(Dataset entries)

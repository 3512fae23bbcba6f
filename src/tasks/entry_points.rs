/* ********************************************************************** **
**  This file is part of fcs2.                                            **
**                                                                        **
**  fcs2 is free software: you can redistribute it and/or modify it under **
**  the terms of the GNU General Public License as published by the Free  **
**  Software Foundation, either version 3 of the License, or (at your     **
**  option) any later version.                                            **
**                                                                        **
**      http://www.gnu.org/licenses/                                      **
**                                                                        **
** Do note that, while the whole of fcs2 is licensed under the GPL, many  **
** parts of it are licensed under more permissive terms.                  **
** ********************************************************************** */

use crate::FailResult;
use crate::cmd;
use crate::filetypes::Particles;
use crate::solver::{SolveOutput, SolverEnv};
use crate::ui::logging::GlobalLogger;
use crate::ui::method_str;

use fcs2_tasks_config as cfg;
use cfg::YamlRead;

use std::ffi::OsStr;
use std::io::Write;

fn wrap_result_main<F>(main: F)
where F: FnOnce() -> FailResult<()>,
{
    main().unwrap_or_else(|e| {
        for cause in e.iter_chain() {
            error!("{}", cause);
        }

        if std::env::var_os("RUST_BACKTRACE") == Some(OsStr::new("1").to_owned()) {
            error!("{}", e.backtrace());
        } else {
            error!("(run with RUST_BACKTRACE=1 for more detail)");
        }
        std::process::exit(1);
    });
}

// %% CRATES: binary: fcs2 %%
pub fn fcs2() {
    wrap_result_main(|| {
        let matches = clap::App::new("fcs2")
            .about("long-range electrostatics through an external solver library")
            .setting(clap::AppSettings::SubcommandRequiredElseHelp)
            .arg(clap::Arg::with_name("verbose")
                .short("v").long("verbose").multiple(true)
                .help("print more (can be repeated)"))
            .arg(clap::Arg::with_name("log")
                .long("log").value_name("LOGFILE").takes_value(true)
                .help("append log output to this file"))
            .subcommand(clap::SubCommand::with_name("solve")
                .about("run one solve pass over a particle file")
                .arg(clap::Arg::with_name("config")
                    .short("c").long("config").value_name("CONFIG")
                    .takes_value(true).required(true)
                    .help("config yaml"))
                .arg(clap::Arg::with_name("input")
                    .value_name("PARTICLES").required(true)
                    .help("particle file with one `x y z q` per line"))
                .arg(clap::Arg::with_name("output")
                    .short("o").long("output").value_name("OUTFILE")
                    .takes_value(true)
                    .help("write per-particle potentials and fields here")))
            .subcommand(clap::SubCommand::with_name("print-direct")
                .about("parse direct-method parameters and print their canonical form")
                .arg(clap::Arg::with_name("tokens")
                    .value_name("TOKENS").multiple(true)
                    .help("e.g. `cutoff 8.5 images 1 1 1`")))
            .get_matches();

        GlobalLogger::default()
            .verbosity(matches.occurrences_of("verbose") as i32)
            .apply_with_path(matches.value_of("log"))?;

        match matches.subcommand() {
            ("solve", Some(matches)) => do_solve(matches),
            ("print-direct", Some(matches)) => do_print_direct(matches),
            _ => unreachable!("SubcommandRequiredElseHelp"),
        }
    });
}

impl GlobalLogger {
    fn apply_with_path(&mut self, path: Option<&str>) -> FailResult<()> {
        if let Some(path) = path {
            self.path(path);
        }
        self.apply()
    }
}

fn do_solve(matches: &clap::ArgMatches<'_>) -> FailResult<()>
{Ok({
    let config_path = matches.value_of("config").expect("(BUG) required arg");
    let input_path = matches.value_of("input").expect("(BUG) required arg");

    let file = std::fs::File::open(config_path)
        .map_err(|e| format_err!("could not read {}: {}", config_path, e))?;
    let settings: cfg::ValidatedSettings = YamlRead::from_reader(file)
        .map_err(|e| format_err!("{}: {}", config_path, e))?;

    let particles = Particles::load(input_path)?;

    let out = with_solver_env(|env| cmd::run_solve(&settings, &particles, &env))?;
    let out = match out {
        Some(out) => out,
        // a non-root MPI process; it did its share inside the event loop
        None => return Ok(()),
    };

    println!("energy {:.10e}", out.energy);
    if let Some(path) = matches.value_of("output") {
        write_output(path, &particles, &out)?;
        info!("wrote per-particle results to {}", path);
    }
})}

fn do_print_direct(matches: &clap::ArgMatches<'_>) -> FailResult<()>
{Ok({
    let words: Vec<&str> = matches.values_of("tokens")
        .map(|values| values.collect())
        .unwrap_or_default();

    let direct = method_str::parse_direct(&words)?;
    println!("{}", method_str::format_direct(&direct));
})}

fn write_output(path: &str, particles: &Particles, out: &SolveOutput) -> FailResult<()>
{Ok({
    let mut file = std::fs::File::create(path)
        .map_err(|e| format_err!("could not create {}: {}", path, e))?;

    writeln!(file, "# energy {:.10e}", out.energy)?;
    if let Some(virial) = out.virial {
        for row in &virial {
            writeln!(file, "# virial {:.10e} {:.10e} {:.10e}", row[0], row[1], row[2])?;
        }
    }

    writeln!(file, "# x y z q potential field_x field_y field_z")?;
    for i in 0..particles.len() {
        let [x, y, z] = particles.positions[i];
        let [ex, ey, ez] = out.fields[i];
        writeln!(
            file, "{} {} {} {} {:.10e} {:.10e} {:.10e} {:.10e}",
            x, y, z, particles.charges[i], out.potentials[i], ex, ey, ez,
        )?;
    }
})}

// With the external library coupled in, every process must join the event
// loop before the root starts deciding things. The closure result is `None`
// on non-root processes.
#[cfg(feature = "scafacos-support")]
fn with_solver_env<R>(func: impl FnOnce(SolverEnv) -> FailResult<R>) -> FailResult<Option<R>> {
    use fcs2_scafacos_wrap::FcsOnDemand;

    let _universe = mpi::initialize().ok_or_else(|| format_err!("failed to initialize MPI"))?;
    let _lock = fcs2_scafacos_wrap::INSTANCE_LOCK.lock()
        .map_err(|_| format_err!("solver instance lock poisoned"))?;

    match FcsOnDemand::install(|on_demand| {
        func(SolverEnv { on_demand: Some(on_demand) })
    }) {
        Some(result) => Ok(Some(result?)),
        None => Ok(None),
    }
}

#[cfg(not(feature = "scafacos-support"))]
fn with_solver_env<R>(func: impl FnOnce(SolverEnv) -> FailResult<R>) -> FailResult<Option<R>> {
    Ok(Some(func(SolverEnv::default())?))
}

** PROBLEM DETAILS **
Copy out each line of the records where the string "expect" appears.

** REPLY **
    let config_path = matches.value_of("config").expect("(BUG) required arg");
    let input_path = matches.value_of("input").expect("(BUG) required arg");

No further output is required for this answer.